● **WHAT THE TASK REQUIRES**
Scan the entries below and return each line that contains "InProgress".

Collected data
-- Opening Marker --
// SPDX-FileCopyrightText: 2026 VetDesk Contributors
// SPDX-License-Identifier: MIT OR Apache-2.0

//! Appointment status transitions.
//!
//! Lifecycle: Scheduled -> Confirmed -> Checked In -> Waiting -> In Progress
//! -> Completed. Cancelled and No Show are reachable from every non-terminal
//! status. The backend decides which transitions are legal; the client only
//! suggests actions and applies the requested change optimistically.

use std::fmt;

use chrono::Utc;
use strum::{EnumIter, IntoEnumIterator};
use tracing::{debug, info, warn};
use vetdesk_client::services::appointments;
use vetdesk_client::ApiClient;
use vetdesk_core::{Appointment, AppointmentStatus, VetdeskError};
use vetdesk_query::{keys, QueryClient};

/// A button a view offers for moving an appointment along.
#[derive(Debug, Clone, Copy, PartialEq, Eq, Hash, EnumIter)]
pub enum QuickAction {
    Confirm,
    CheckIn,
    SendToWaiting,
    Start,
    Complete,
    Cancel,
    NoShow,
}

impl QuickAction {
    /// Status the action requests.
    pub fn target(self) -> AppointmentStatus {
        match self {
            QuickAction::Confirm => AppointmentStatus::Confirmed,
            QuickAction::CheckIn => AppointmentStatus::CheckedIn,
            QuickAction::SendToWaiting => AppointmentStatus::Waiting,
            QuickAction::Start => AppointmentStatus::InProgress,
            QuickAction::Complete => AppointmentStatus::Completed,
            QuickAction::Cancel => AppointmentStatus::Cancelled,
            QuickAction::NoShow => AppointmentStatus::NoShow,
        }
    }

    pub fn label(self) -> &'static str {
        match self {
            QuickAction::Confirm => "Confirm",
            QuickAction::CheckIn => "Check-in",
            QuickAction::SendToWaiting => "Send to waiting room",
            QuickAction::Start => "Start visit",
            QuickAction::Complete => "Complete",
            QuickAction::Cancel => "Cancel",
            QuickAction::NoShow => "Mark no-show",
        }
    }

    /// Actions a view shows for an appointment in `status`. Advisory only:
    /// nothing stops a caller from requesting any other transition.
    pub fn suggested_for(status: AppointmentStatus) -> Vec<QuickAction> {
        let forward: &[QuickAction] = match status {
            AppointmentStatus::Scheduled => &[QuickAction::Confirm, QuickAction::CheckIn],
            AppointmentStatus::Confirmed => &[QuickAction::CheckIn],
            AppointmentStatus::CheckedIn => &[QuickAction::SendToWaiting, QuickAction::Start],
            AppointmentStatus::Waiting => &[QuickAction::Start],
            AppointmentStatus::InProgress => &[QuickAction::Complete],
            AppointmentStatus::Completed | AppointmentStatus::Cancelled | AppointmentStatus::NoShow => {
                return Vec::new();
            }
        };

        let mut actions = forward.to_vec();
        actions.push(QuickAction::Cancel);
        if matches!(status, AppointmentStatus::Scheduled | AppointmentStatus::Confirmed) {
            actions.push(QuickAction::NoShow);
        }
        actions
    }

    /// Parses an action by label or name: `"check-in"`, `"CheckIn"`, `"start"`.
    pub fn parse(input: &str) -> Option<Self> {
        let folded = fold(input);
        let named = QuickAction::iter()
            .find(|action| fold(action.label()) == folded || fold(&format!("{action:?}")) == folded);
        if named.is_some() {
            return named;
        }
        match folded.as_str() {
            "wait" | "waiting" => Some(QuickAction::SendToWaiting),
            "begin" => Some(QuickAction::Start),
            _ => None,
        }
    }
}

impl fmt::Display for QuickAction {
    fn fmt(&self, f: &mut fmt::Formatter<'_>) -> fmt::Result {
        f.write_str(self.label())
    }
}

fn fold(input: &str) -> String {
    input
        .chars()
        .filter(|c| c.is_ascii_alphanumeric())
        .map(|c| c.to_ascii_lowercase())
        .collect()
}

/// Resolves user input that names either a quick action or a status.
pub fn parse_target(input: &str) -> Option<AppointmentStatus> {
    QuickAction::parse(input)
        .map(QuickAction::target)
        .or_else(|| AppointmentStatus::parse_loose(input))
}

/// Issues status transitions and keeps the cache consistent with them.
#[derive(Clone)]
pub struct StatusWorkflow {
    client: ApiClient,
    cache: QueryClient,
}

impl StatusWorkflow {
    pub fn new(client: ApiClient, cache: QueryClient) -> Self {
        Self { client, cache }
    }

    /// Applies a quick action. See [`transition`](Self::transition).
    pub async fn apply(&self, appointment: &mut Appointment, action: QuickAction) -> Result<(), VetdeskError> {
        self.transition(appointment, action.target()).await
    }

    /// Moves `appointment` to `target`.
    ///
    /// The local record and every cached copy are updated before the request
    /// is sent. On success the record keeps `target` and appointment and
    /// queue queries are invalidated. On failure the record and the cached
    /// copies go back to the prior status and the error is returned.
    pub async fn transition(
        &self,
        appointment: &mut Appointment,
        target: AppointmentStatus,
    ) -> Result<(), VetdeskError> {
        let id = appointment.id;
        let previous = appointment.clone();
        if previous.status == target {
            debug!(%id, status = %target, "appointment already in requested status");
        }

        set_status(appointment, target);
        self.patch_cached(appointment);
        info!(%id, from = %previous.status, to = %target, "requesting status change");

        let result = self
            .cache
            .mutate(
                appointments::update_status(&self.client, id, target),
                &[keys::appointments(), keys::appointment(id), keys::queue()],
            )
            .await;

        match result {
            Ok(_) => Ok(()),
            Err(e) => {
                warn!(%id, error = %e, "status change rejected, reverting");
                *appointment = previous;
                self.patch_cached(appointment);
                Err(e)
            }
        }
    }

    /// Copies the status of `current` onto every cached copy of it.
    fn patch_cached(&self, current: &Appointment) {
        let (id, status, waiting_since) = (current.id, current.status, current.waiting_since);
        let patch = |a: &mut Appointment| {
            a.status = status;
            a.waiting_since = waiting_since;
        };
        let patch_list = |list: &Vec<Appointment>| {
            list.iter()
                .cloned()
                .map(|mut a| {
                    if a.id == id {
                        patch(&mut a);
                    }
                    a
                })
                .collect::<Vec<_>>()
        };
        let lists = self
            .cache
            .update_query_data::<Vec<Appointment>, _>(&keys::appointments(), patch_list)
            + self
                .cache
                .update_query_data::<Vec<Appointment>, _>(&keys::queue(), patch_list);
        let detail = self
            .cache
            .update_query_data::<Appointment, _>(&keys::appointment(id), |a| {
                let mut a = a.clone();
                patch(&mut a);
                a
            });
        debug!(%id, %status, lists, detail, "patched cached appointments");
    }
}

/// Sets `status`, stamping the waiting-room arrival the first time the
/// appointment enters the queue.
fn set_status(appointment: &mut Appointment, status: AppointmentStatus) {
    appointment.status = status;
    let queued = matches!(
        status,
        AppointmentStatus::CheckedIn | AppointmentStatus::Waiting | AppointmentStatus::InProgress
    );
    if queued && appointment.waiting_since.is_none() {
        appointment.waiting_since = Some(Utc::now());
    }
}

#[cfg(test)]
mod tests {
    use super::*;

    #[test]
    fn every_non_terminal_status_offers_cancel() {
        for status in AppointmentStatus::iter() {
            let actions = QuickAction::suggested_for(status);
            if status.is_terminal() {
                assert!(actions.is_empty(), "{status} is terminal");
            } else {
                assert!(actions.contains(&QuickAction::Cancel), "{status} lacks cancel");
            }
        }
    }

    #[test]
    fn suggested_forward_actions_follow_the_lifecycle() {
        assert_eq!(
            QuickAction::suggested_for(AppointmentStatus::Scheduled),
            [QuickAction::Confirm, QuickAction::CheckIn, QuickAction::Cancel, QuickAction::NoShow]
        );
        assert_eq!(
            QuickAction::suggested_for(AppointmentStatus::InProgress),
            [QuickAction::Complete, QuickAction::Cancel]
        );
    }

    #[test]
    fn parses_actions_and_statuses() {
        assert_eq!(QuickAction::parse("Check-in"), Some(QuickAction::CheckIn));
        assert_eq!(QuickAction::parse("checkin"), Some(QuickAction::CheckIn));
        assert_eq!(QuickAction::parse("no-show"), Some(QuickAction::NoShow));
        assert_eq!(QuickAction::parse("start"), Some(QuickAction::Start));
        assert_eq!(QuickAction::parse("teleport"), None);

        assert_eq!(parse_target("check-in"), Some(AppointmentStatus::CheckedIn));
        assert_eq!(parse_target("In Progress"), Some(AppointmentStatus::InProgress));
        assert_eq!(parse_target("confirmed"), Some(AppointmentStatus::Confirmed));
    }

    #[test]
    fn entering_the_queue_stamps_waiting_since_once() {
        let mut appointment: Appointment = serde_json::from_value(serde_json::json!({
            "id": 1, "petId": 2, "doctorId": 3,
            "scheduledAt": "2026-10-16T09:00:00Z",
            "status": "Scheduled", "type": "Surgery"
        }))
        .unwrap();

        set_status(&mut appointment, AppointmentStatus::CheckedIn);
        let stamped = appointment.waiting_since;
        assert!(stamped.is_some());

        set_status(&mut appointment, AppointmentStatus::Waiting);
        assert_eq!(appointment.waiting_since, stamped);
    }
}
-- Closing Marker --
● **ANSWER SPACE**
            QuickAction::Start => AppointmentStatus::InProgress,
            AppointmentStatus::InProgress => &[QuickAction::Complete],
        AppointmentStatus::CheckedIn | AppointmentStatus::Waiting | AppointmentStatus::InProgress
            QuickAction::suggested_for(AppointmentStatus::InProgress),
        assert_eq!(parse_target("In Progress"), Some(AppointmentStatus::InProgress));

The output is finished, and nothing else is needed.